How could they ever dream of holding in my nature, a different breed to yours? And what sad, injured self am I nurturing to assume I have to make do with everyone else's?
What mother nursed you to assume there aren't laws out there written especially for you?
Hear me and shift your focus from the balls of your feet, the lukewarm comfort in the center of your soles. Dare to the fringes. Trace each toe. Hang loose on the outer edge of your feet. Lean back on your heels and feel yourself an acrobat. My acrobat.
You must learn the measure of your own, unique step in this world to understand how you must live. What rules are left for your breaking. Where you lose balance and disintegrate into chaos.
And then, you must disintegrate. Only in falling, you find true freedom. We learn, most yous and mes, to balance on our feet around age two? Three? Even the stragglers have got it down by now. Once learned, we accept by default that there's no real reason to lose our balance anymore.

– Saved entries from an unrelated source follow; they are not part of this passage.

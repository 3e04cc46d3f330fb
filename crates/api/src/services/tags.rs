//! Tag management.

use sqlx::SqlitePool;

use newsdesk_core::TagId;

use crate::db::TagRepository;
use crate::error::AppError;
use crate::models::{Tag, TagDraft};
use crate::services::validation::{Violations, ensure_deletable, ensure_unique, not_found};

const MAX_NAME_LENGTH: usize = 50;
const MAX_NOTE_LENGTH: usize = 400;

/// Raw tag fields from a request.
#[derive(Debug, Clone, Default)]
pub struct TagInput {
    pub name: Option<String>,
    pub note: Option<String>,
}

impl TagInput {
    fn validate(self) -> Result<TagDraft, AppError> {
        let mut violations = Violations::new();
        violations
            .required("tagName", self.name.as_deref())
            .max_len("tagName", self.name.as_deref(), MAX_NAME_LENGTH)
            .max_len("note", self.note.as_deref(), MAX_NOTE_LENGTH);
        violations.finish()?;

        Ok(TagDraft {
            name: self.name.unwrap_or_default().trim().to_string(),
            note: self.note.filter(|n| !n.trim().is_empty()),
        })
    }
}

pub struct TagService<'a> {
    tags: TagRepository<'a>,
}

impl<'a> TagService<'a> {
    #[must_use]
    pub const fn new(pool: &'a SqlitePool) -> Self {
        Self {
            tags: TagRepository::new(pool),
        }
    }

    /// # Errors
    ///
    /// Returns `AppError::Database` if the read fails.
    pub async fn list(&self) -> Result<Vec<Tag>, AppError> {
        Ok(self.tags.list_all().await?)
    }

    /// # Errors
    ///
    /// Returns `AppError::NotFound` if the tag does not exist.
    pub async fn get(&self, id: TagId) -> Result<Tag, AppError> {
        self.tags
            .get_by_id(id)
            .await?
            .ok_or_else(not_found::<TagRepository<'_>>)
    }

    /// # Errors
    ///
    /// Returns `AppError::BadRequest` or `AppError::Conflict` (name taken).
    pub async fn create(&self, input: TagInput) -> Result<Tag, AppError> {
        let draft = input.validate()?;
        ensure_unique(&self.tags, &draft.name, None).await?;

        let tag = self.tags.create(&draft).await?;
        tracing::info!(tag_id = %tag.id, "Tag created");
        Ok(tag)
    }

    /// # Errors
    ///
    /// Returns `AppError::NotFound`, `AppError::BadRequest` or
    /// `AppError::Conflict` (name taken by another tag).
    pub async fn update(&self, id: TagId, input: TagInput) -> Result<Tag, AppError> {
        self.get(id).await?;
        let draft = input.validate()?;
        ensure_unique(&self.tags, &draft.name, Some(id)).await?;

        let tag = self.tags.update(id, &draft).await?;
        tracing::info!(tag_id = %id, "Tag updated");
        Ok(tag)
    }

    /// # Errors
    ///
    /// Returns `AppError::NotFound`, or `AppError::Conflict` while any article
    /// carries the tag.
    pub async fn delete(&self, id: TagId) -> Result<(), AppError> {
        ensure_deletable(&self.tags, id).await?;
        self.tags.delete(id).await?;

        tracing::info!(tag_id = %id, "Tag deleted");
        Ok(())
    }
}

#[cfg(test)]
#[allow(clippy::unwrap_used)]
mod tests {
    use super::*;

    #[test]
    fn test_blank_note_becomes_none() {
        let draft = TagInput {
            name: Some(" weather ".to_string()),
            note: Some("  ".to_string()),
        }
        .validate()
        .unwrap();
        assert_eq!(draft.name, "weather");
        assert_eq!(draft.note, None);
    }

    #[test]
    fn test_name_length_limit() {
        let err = TagInput {
            name: Some("x".repeat(51)),
            note: None,
        }
        .validate()
        .unwrap_err();
        assert!(matches!(err, AppError::BadRequest(msg) if msg == "tagName must be at most 50 characters"));
    }
}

Any fall past the age of four becomes a reason for embarrassment. When grown-ups fall, it's inevitably accompanied by the great thud of their supposed dignity. I'm here to tell you you can learn to fall better. I'm heavy-footed, but I've learned to fall light on my feet. To lean into the discomfort of not knowing. To expose myself to danger of concussion is to learn a secret pattern that allows me to fly.
I've learned to fall because it's more embarrassing to live a life of upright stillness. I crave imbalance because once I find it, it spells out in its stumbles and wilts, a rhythm the Universe composed just for me.
I teach my body to fall only for it to teach me back the secret knowledge by which my limbs redress themselves in motion. I learn it doesn't matter if I stand still or teeter precariously on my tippy-toes. One foot in the air or around a waist, my body knows already how to find balance.
Even in moments of imbalance. Moreover, demands them. I'm no tyrant to expect my body's cooperation in this pursuit for equilibrium. I must let it fall so it can balance anew, and with it, all my socialite pretenses.
Mid-flight, whisper 'good riddance'.